WORK ORDER:
Pick out the lines below that include the string "output".
Segment Start: RECORDED DATA
use image::{DynamicImage, ImageFormat, Rgb, RgbImage};
use lopdf::{dictionary, Document, Object};
use std::fs;
use std::path::{Path, PathBuf};
use std::process::Command;
use tempfile::TempDir;

fn clips_binary() -> PathBuf {
    let mut path = std::env::current_exe().unwrap();
    path.pop(); // remove test binary name
    path.pop(); // remove deps/
    path.push("clips");
    path
}

/// Blank PDF with `pages` pages.
fn pdf(pages: usize) -> Vec<u8> {
    let mut doc = Document::with_version("1.5");
    let pages_id = doc.new_object_id();
    let kids: Vec<Object> = (0..pages)
        .map(|_| {
            Object::Reference(doc.add_object(dictionary! {
                "Type" => "Page",
                "Parent" => pages_id,
                "MediaBox" => vec![
                    Object::Integer(0),
                    Object::Integer(0),
                    Object::Integer(612),
                    Object::Integer(792),
                ],
            }))
        })
        .collect();
    doc.objects.insert(
        pages_id,
        Object::Dictionary(dictionary! {
            "Type" => "Pages",
            "Count" => pages as i64,
            "Kids" => kids,
        }),
    );
    let catalog_id = doc.add_object(dictionary! {
        "Type" => "Catalog",
        "Pages" => pages_id,
    });
    doc.trailer.set("Root", catalog_id);
    let mut out = Vec::new();
    doc.save_to(&mut out).unwrap();
    out
}

fn setup_test_env() -> (TempDir, PathBuf) {
    let tmp = TempDir::new().unwrap();
    let root = tmp.path().to_path_buf();

    let library = root.join("library");
    let source = library.join("jornal.com.br-info");
    for dir in ["json", "clips", "fullpages"] {
        fs::create_dir_all(source.join(dir)).unwrap();
    }
    fs::write(
        source.join("json/clips.json"),
        r#"{
            "A1": {"title": "Eleição municipal", "pointers": "001-01, 001-02"},
            "B2": {"title": "Futebol", "pointers": "005-01"},
            "C3": {"title": "   ", "pointers": "404-01"}
        }"#,
    )
    .unwrap();
    fs::write(source.join("clips/jornal-001-01.pdf"), pdf(1)).unwrap();
    fs::write(source.join("clips/001-02.pdf"), pdf(2)).unwrap();
    fs::write(source.join("clips/005-01.pdf"), pdf(1)).unwrap();
    fs::write(
        source.join("fullpages/jornal.com.br-info-001.pdf"),
        pdf(1),
    )
    .unwrap();

    fs::create_dir_all(library.join("empty")).unwrap();

    let config_dir = root.join("config");
    fs::create_dir_all(&config_dir).unwrap();
    let config_path = config_dir.join("clips.toml");
    fs::write(
        &config_path,
        format!(
            r#"[library]
root = "{}"

[overlay]
zoom = 1.0
density = 1.0
"#,
            library.display()
        ),
    )
    .unwrap();

    (tmp, config_path)
}

fn run_clips(config_path: &Path, args: &[&str]) -> (String, String, bool) {
    let binary = clips_binary();
    let output = Command::new(&binary)
        .arg("--config")
        .arg(config_path.to_str().unwrap())
        .args(args)
        .output()
        .unwrap_or_else(|e| panic!("Failed to run clips binary at {:?}: {}", binary, e));

    let stdout = String::from_utf8_lossy(&output.stdout).to_string();
    let stderr = String::from_utf8_lossy(&output.stderr).to_string();
    let success = output.status.success();
    (stdout, stderr, success)
}

#[test]
fn test_sources_lists_every_folder() {
    let (_tmp, config_path) = setup_test_env();

    let (stdout, stderr, success) = run_clips(&config_path, &["sources"]);
    assert!(success, "sources failed: stdout={}, stderr={}", stdout, stderr);
    assert!(stdout.contains("jornal.com.br-info"));
    assert!(stdout.contains("empty"));
    assert!(stdout.contains("2 sources, 3 clips"));
    // "empty" has no metadata folder; the load error shows in its row.
    let empty_row = stdout
        .lines()
        .find(|l| l.starts_with("empty"))
        .unwrap();
    assert!(empty_row.contains("\"json\" not found"), "row: {}", empty_row);
}

#[test]
fn test_list_with_filter() {
    let (_tmp, config_path) = setup_test_env();

    let (stdout, _, success) = run_clips(&config_path, &["list", "jornal.com.br-info"]);
    assert!(success);
    assert!(stdout.contains("Eleição municipal"));
    // Blank title falls back to the id.
    assert!(stdout.contains("C3"));
    assert!(stdout.contains("3 of 3 clips"));

    let (stdout, _, success) = run_clips(
        &config_path,
        &["list", "jornal.com.br-info", "--filter", "FUTEBOL"],
    );
    assert!(success);
    assert!(stdout.contains("Futebol"));
    assert!(!stdout.contains("Eleição"));
    assert!(stdout.contains("1 of 3 clips"));
}

#[test]
fn test_resolve_reports_unresolved_pointers() {
    let (_tmp, config_path) = setup_test_env();

    let (stdout, stderr, success) =
        run_clips(&config_path, &["resolve", "jornal.com.br-info", "A1"]);
    assert!(success, "resolve failed: stdout={}, stderr={}", stdout, stderr);
    assert!(stdout.contains("jornal-001-01.pdf"));
    assert!(stdout.contains("001-02.pdf"));
    assert!(stdout.contains("2 resolved, 0 unresolved"));

    let (stdout, _, success) = run_clips(&config_path, &["resolve", "jornal.com.br-info", "C3"]);
    assert!(success, "an unresolved pointer is not a failure");
    assert!(stdout.contains("0 resolved, 1 unresolved"));
}

#[test]
fn test_assemble_merges_pages() {
    let (tmp, config_path) = setup_test_env();
    let out = tmp.path().join("a1.pdf");

    let (stdout, stderr, success) = run_clips(
        &config_path,
        &[
            "assemble",
            "jornal.com.br-info",
            "A1",
            "--out",
            out.to_str().unwrap(),
        ],
    );
    assert!(success, "assemble failed: stdout={}, stderr={}", stdout, stderr);
    assert!(stdout.contains("3 pages"));
    let doc = Document::load(&out).unwrap();
    assert_eq!(doc.get_pages().len(), 3);
}

#[test]
fn test_assemble_single_file_is_copied_unchanged() {
    let (tmp, config_path) = setup_test_env();
    let out = tmp.path().join("b2.pdf");

    let (stdout, _, success) = run_clips(
        &config_path,
        &[
            "assemble",
            "jornal.com.br-info",
            "#2",
            "--out",
            out.to_str().unwrap(),
        ],
    );
    assert!(success);
    assert!(stdout.contains("unchanged"));
    let original = tmp
        .path()
        .join("library/jornal.com.br-info/clips/005-01.pdf");
    assert_eq!(fs::read(&out).unwrap(), fs::read(original).unwrap());
}

#[test]
fn test_assemble_fullpage_category() {
    let (tmp, config_path) = setup_test_env();
    let out = tmp.path().join("full.pdf");

    let (stdout, stderr, success) = run_clips(
        &config_path,
        &[
            "assemble",
            "jornal.com.br-info",
            "A1",
            "--category",
            "fullpage",
            "--out",
            out.to_str().unwrap(),
        ],
    );
    assert!(success, "assemble failed: stdout={}, stderr={}", stdout, stderr);
    // Both pointers are on page 001.
    assert_eq!(Document::load(&out).unwrap().get_pages().len(), 2);
}

#[test]
fn test_assemble_nothing_resolved() {
    let (tmp, config_path) = setup_test_env();
    let out = tmp.path().join("none.pdf");

    let (stdout, _, success) = run_clips(
        &config_path,
        &[
            "assemble",
            "jornal.com.br-info",
            "C3",
            "--out",
            out.to_str().unwrap(),
        ],
    );
    assert!(success);
    assert!(stdout.contains("no document"));
    assert!(!out.exists());
}

#[test]
fn test_unknown_clip_fails() {
    let (_tmp, config_path) = setup_test_env();

    let (_, stderr, success) = run_clips(&config_path, &["resolve", "jornal.com.br-info", "ZZ"]);
    assert!(!success);
    assert!(stderr.contains("ZZ"));
}

#[test]
fn test_missing_root_fails() {
    let tmp = TempDir::new().unwrap();
    let absent = tmp.path().join("absent.toml");

    let (_, stderr, success) = run_clips(&absent, &["sources"]);
    assert!(!success);
    assert!(stderr.contains("No library root"));
}

#[test]
fn test_root_flag_overrides_config() {
    let (tmp, _) = setup_test_env();
    let absent = tmp.path().join("absent.toml");
    let library = tmp.path().join("library");

    let (stdout, _, success) = run_clips(
        &absent,
        &["sources", "--root", library.to_str().unwrap()],
    );
    assert!(success);
    assert!(stdout.contains("jornal.com.br-info"));
}

#[test]
fn test_overlay_writes_page_images() {
    let (tmp, config_path) = setup_test_env();
    let viewer = tmp.path().join("viewer");
    fs::create_dir_all(viewer.join("json")).unwrap();
    fs::create_dir_all(viewer.join("fullpages")).unwrap();
    fs::write(
        viewer.join("json/data.json"),
        r#"{"A1": {"title": "Eleição", "domain": "jornal.com", "cropAreas": [
            {"page": "2", "x": "0.1", "y": "0.9", "width": "0.3", "height": "0.3"},
            {"page": "1", "x": "0.5", "y": "0.5", "width": "0.2", "height": "0.2"},
            {"page": "7", "x": "0.5", "y": "0.5", "width": "0.2", "height": "0.2"}
        ]}}"#,
    )
    .unwrap();
    for page in ["001", "002"] {
        DynamicImage::ImageRgb8(RgbImage::from_pixel(60, 40, Rgb([255, 255, 255])))
            .save_with_format(
                viewer.join(format!("fullpages/jornal.com-{}.jpg", page)),
                ImageFormat::Jpeg,
            )
            .unwrap();
    }
    let out_dir = tmp.path().join("out");

    let (stdout, stderr, success) = run_clips(
        &config_path,
        &[
            "overlay",
            viewer.to_str().unwrap(),
            "A1",
            "--out-dir",
            out_dir.to_str().unwrap(),
            "--zoom",
            "2",
        ],
    );
    assert!(success, "overlay failed: stdout={}, stderr={}", stdout, stderr);
    assert!(stdout.contains("2 pages rendered at 200%"));
    assert!(stderr.contains("skipped page 7"));

    let page = image::open(out_dir.join("page-1.png")).unwrap();
    assert_eq!((page.width(), page.height()), (120, 80));
    assert!(out_dir.join("page-2.png").exists());
    assert!(!out_dir.join("page-7.png").exists());
}

#[test]
fn test_overlay_missing_fullpages_fails() {
    let (tmp, config_path) = setup_test_env();
    let viewer = tmp.path().join("viewer");
    fs::create_dir_all(viewer.join("json")).unwrap();

    let (_, stderr, success) = run_clips(
        &config_path,
        &[
            "overlay",
            viewer.to_str().unwrap(),
            "A1",
            "--out-dir",
            tmp.path().join("out").to_str().unwrap(),
        ],
    );
    assert!(!success);
    assert!(stderr.contains("fullpages"));
}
Segment End: RECORDED DATA
FINAL ANSWER:
    let output = Command::new(&binary)
        .output()
    let stdout = String::from_utf8_lossy(&output.stdout).to_string();
    let stderr = String::from_utf8_lossy(&output.stderr).to_string();
    let success = output.status.success();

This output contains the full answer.